The next month, it came to light that Jeyakumar Janakaraj, the chief of Adani’s Australia operations, had previously been in charge of a mine in Zambia that allowed dangerous pollutants into a river. Weeks later, the Australian Broadcasting Corporation reported that the federal environment department had specifically sought information about the “environmental history of executive officers” in August, and that Adani had not disclosed Jankaraj’s history. In January 2016, the environment department ruled that Adani had committed a “mistake,” and decided against reviewing the approval. By April, the Queensland state government granted Adani the final environmental approval and mining leases for the coal mine.
That month, Adani also overcame another obstacle to its ambitious project—securing the consent of the Wangan and Jagalingou people, who are the traditional owners of the land surrounding the Carmichael mine. The indigenous tribal communities possess native title over the land, and the Australian law governing their rights over it—the Native Title Act—allows for non-owners to negotiate using the land through an Indigenous Land Use Agreement. But if the indigenous owners refuse the terms of a proposed agreement, the non-owner can apply to a National Native Title Tribunal for permission to proceed without their consent.
Adani proposed such land-use agreements to the Wangan and Jagalingou people on multiple occasions, which were rejected first in 2011, then in 2014, and again in 2015. According to a report in an Australian magazine The Monthly, in April 2016, a group claiming to represent the Wangan and Jagalingou people consented to a land-use agreement. The report further stated that the circumstances of this meeting are “highly contested” and that “those opposed to the mine insist it was illegally constituted and that many who attended were not eligible to vote.” As I earlier reported for The Caravan, Adani has previously been accused of subverting the processes that protect the rights of indigenous land owners for a coal mine in Hasdeo Arand, in Chhattisgarh, India. This included allegations that Adani had brought non-locals to a village to hijack a public hearing and secure the consent necessary to acquire their land.
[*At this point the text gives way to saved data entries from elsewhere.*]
// src/store.rs
//
// File-backed deduplicating merge store for watch-history records. The
// backing artifact is a pretty-printed JSON array so it stays greppable by
// hand; merge is overwrite-by-url, never a blind append.

use std::collections::HashMap;
use std::fs;
use std::io;
use std::path::{Path, PathBuf};

use crate::error::HistoryError;
use crate::record::VideoRecord;

pub struct HistoryStore {
    path: PathBuf,
}

impl HistoryStore {
    pub fn new(path: impl Into<PathBuf>) -> Self {
        Self { path: path.into() }
    }

    pub fn path(&self) -> &Path {
        &self.path
    }

    /// Read the persisted collection. A missing artifact is an empty history;
    /// an unparsable one is reported and treated as empty rather than
    /// blocking the pipeline.
    pub fn load(&self) -> Result<Vec<VideoRecord>, HistoryError> {
        match fs::read_to_string(&self.path) {
            Ok(text) => match serde_json::from_str(&text) {
                Ok(records) => Ok(records),
                Err(e) => {
                    tracing::warn!(
                        path = %self.path.display(),
                        error = %e,
                        "store artifact is unparsable; starting from an empty history"
                    );
                    Ok(Vec::new())
                }
            },
            Err(e) if e.kind() == io::ErrorKind::NotFound => Ok(Vec::new()),
            Err(e) => Err(e.into()),
        }
    }

    /// Merge a batch into the persisted collection by `url`, last write wins.
    /// Returns the full merged collection sorted by `watch_timestamp`
    /// descending. Does not persist; see [`merge_and_persist`](Self::merge_and_persist).
    pub fn merge(&mut self, batch: Vec<VideoRecord>) -> Result<Vec<VideoRecord>, HistoryError> {
        let existing = self.load()?;
        Ok(merge_records(existing, batch))
    }

    /// Atomically rewrite the backing artifact. The new content goes to a
    /// sibling temp file first and is renamed over the target, so a failure
    /// mid-write leaves the previously persisted artifact intact.
    pub fn persist(&mut self, records: &[VideoRecord]) -> Result<(), HistoryError> {
        if let Some(parent) = self.path.parent() {
            if !parent.as_os_str().is_empty() {
                fs::create_dir_all(parent)
                    .map_err(|e| HistoryError::Persist(format!("{}: {e}", parent.display())))?;
            }
        }

        let body = serde_json::to_string_pretty(records)?;
        let tmp = self.path.with_extension("json.tmp");
        fs::write(&tmp, body).map_err(|e| HistoryError::Persist(format!("{}: {e}", tmp.display())))?;
        fs::rename(&tmp, &self.path)
            .map_err(|e| HistoryError::Persist(format!("{}: {e}", self.path.display())))?;
        Ok(())
    }

    pub fn merge_and_persist(
        &mut self,
        batch: Vec<VideoRecord>,
    ) -> Result<Vec<VideoRecord>, HistoryError> {
        let merged = self.merge(batch)?;
        self.persist(&merged)?;
        Ok(merged)
    }
}

/// Overwrite-by-key merge: the incoming batch always takes precedence over
/// the existing collection because the agent's most recent observation is
/// authoritative. Ties on `watch_timestamp` order by `url` so the result is
/// deterministic.
pub fn merge_records(
    existing: Vec<VideoRecord>,
    batch: Vec<VideoRecord>,
) -> Vec<VideoRecord> {
    let mut by_url: HashMap<String, VideoRecord> = existing
        .into_iter()
        .map(|record| (record.url.clone(), record))
        .collect();

    for record in batch {
        by_url.insert(record.url.clone(), record);
    }

    let mut merged: Vec<VideoRecord> = by_url.into_values().collect();
    merged.sort_by(|a, b| {
        b.watch_timestamp
            .cmp(&a.watch_timestamp)
            .then_with(|| a.url.cmp(&b.url))
    });
    merged
}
Adrian Burragubba, a senior leader of the Wangan and Jagalingou people, challenged the 2016 land-use agreement. This was dismissed two years later, and in July 2019, the Federal Court dismissed the appeal. After the Wangan and Jagalingou people had rejected the 2014 land-use agreement, Adani had secured an order from a National Native Title Tribunal for the grant of mining leases. Burragubba had challenged this order in Federal Court as well, but it was rejected in August 2016. (Later that month, the Federal Court also dismissed another case against the mine by the Australian Conservation Foundation, which was premised on the effect it would have on the Great Barrier Reef.) Meanwhile, Adani instituted proceedings seeking $600,000 in costs from Burragubba personally. Adani has also moved the courts to silence other activists, even obtaining an injunction against one activist, Ben Pennings, from using “confidential material.”
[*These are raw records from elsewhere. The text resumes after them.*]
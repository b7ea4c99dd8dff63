use clap::{CommandFactory, Parser};
use owo_colors::OwoColorize;
use std::process;
use tracing_subscriber::{layer::SubscriberExt, util::SubscriberInitExt};

mod cli;
mod commands;
mod gate;

use cli::{Cli, Commands};

#[tokio::main]
async fn main() {
    // Initialize logging
    tracing_subscriber::registry()
        .with(
            tracing_subscriber::EnvFilter::try_from_default_env()
                .unwrap_or_else(|_| "rewatch=info".into()),
        )
        .with(tracing_subscriber::fmt::layer())
        .init();

    let cli = Cli::parse();

    let result = match &cli.command {
        Commands::Collect {
            days,
            start_date,
            end_date,
            output_dir,
            store,
            max_rounds,
        } => {
            commands::collect::run(
                *days,
                *start_date,
                *end_date,
                output_dir,
                store.clone(),
                *max_rounds,
            )
            .await
        }
        Commands::Summarize {
            days,
            output_dir,
            store,
            model,
        } => commands::summarize::run(*days, output_dir, store.clone(), model.clone()).await,
    };

    if let Err(e) = result {
        eprintln!("{}: {}", "Error".red().bold(), e);
        if e.wants_usage() {
            eprintln!();
            let _ = Cli::command().print_help();
        }
        process::exit(1);
    }
}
Adani has enjoyed a lot of vocal political support through the years, most often citing the creation of over 10,000 jobs and economic growth through billions of dollars in tax revenue that the project would bring. But even these figures have been widely debunked. The Monthly reported that Jerome Fahrer, an Adani Group consultant and a former economist with the Reserve Bank of Australia, has “admitted the figure of 10,000 was ‘extreme and unrealistic.’” The Monthly added, “Instead, Fahrer argued that, at the peak of construction, the project would employ approximately 2400 people, but because many of these jobs would come at the expense of those elsewhere, the number of jobs actually created would be considerably lower.” Moreover, the Institute for Energy Economics and Financial Analysis, or IEEFA—a non-profit working towards the development of renewable energy—estimated that Adani would receive over $4.4 billion tax exemptions, deferrals and capital subsidies.
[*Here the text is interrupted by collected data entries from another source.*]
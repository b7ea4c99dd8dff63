// src/collector.rs
//
// Watch-window collector: drives repeated fetch-and-merge cycles against the
// automation agent until the requested window is covered or the agent stops
// making forward progress. Every batch is validated and committed before the
// next fetch, so partial progress survives a later failure.

use std::collections::HashSet;

use chrono::{DateTime, Utc};
use serde_json::Value;
use tracing::{info, warn};

use crate::agent::{extract_embedded_batch, AgentResponse, AutomationAgent, ConfirmationGate};
use crate::error::{HistoryError, RecordRejection};
use crate::prompts;
use crate::record::{self, VideoRecord};
use crate::store::HistoryStore;

pub const DEFAULT_MAX_ROUNDS: usize = 25;

#[derive(Debug, Clone, Copy, PartialEq, Eq)]
pub enum CollectorState {
    Idle,
    FetchingBatch,
    AwaitingUserGate,
    MergingBatch,
    ScrollingForMore,
    Done,
    Terminated,
}

#[derive(Debug, Clone, Copy, PartialEq, Eq)]
pub enum StopReason {
    /// The latest batch contained no record not already seen this run.
    NoForwardProgress,
    /// Every observed timestamp in the latest batch was older than the
    /// window start; the requested window is fully covered.
    WindowCovered,
    /// Safety cap on fetch/scroll rounds was reached.
    RoundBudgetExhausted,
}

impl std::fmt::Display for StopReason {
    fn fmt(&self, f: &mut std::fmt::Formatter<'_>) -> std::fmt::Result {
        match self {
            StopReason::NoForwardProgress => write!(f, "no forward progress"),
            StopReason::WindowCovered => write!(f, "window fully covered"),
            StopReason::RoundBudgetExhausted => write!(f, "round budget exhausted"),
        }
    }
}

#[derive(Debug, Clone, Copy)]
pub struct WatchWindow {
    pub start: DateTime<Utc>,
    pub end: DateTime<Utc>,
}

impl WatchWindow {
    pub fn contains(&self, instant: DateTime<Utc>) -> bool {
        self.start <= instant && instant <= self.end
    }
}

#[derive(Debug, Clone)]
pub struct CollectorConfig {
    pub window: WatchWindow,
    pub max_rounds: usize,
}

impl CollectorConfig {
    pub fn new(window: WatchWindow) -> Self {
        Self {
            window,
            max_rounds: DEFAULT_MAX_ROUNDS,
        }
    }
}

#[derive(Debug)]
pub struct CollectorReport {
    /// Full merged collection after the run, newest first.
    pub merged: Vec<VideoRecord>,
    /// Distinct in-window URLs observed this run.
    pub new_urls: usize,
    pub rejections: Vec<RecordRejection>,
    pub rounds: usize,
    pub stop_reason: StopReason,
}

pub struct WatchWindowCollector<'a> {
    agent: &'a dyn AutomationAgent,
    gate: &'a dyn ConfirmationGate,
    store: &'a mut HistoryStore,
    config: CollectorConfig,
    state: CollectorState,
}

impl<'a> WatchWindowCollector<'a> {
    pub fn new(
        agent: &'a dyn AutomationAgent,
        gate: &'a dyn ConfirmationGate,
        store: &'a mut HistoryStore,
        config: CollectorConfig,
    ) -> Self {
        Self {
            agent,
            gate,
            store,
            config,
            state: CollectorState::Idle,
        }
    }

    pub fn state(&self) -> CollectorState {
        self.state
    }

    pub async fn run(mut self) -> Result<CollectorReport, HistoryError> {
        let task = prompts::watch_history_task(self.config.window.start, self.config.window.end);
        let max_rounds = self.config.max_rounds.max(1);

        let mut seen: HashSet<String> = HashSet::new();
        let mut rejections: Vec<RecordRejection> = Vec::new();
        let mut merged = self.store.load()?;
        let mut new_urls = 0usize;
        let mut rounds = 0usize;
        let stop_reason;

        loop {
            if rounds >= max_rounds {
                warn!(max_rounds, "stopping: round budget exhausted");
                stop_reason = StopReason::RoundBudgetExhausted;
                break;
            }
            rounds += 1;

            self.state = CollectorState::FetchingBatch;
            let response = self.fetch_through_gate(&task).await?;
            let raw_batch = self.raw_batch(response);

            self.state = CollectorState::MergingBatch;
            let outcome = record::validate_batch(&raw_batch, Utc::now());
            rejections.extend(outcome.rejections);

            let mut progressed = false;
            for observed in &outcome.records {
                if seen.insert(observed.url.clone()) {
                    progressed = true;
                    if self.config.window.contains(observed.watch_timestamp) {
                        new_urls += 1;
                    }
                }
            }

            // Records outside the requested window are observed (they drive
            // termination) but not merged.
            let in_window: Vec<VideoRecord> = outcome
                .records
                .iter()
                .filter(|r| self.config.window.contains(r.watch_timestamp))
                .cloned()
                .collect();

            // Commit before deciding whether to continue; partial progress
            // survives even if a later batch in the same run fails.
            if !in_window.is_empty() {
                merged = self.store.merge_and_persist(in_window)?;
            }

            if !progressed {
                info!(rounds, "stopping: batch contained nothing unseen this run");
                stop_reason = StopReason::NoForwardProgress;
                break;
            }

            let window_covered = !outcome.records.is_empty()
                && outcome
                    .records
                    .iter()
                    .all(|r| r.watch_timestamp < self.config.window.start);
            if window_covered {
                info!(rounds, "stopping: every observed timestamp is older than the window start");
                stop_reason = StopReason::WindowCovered;
                break;
            }

            self.state = CollectorState::ScrollingForMore;
        }

        self.state = CollectorState::Done;
        let report = CollectorReport {
            merged,
            new_urls,
            rejections,
            rounds,
            stop_reason,
        };
        self.state = CollectorState::Terminated;
        Ok(report)
    }

    // One fetch, with at most one gated retry: a second two-factor sentinel
    // after confirmation terminates the run instead of looping on the gate.
    async fn fetch_through_gate(&mut self, task: &str) -> Result<AgentResponse, HistoryError> {
        let response = self.agent.run_task(task).await?;
        if !response.requires_two_factor() {
            return Ok(response);
        }

        info!("two-factor gate raised; suspending until confirmation");
        self.state = CollectorState::AwaitingUserGate;
        self.gate.wait_for_confirmation().await?;

        self.state = CollectorState::FetchingBatch;
        let retried = self.agent.run_task(task).await?;
        if retried.requires_two_factor() {
            return Err(HistoryError::Agent(
                "two-factor gate raised again after confirmation".to_string(),
            ));
        }
        Ok(retried)
    }

    fn raw_batch(&self, response: AgentResponse) -> Vec<Value> {
        match response {
            AgentResponse::Batch(values) => values,
            AgentResponse::FreeText(text) => match extract_embedded_batch(&text) {
                Some(values) => {
                    warn!(
                        count = values.len(),
                        "agent returned free text; recovered an embedded batch (degraded path)"
                    );
                    values
                }
                None => {
                    warn!("agent returned free text with no recoverable batch");
                    Vec::new()
                }
            },
        }
    }
}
Yet, in October 2016, the state government declared the Carmichael mine a “critical infrastructure” project, which would help fast-track the remaining approvals for the project. The next month, the state passed new regulations on water usage with a last-minute amendment that exempted approved projects such as the Carmichael mine from the public-objection process. On 4 December, Adani had obtained approval for a permanent rail line. The next day, Adani went to Queensland to meet the state’s chief minister, Annastacia Palaszczuk, and announced that the mining giant would begin construction the following year.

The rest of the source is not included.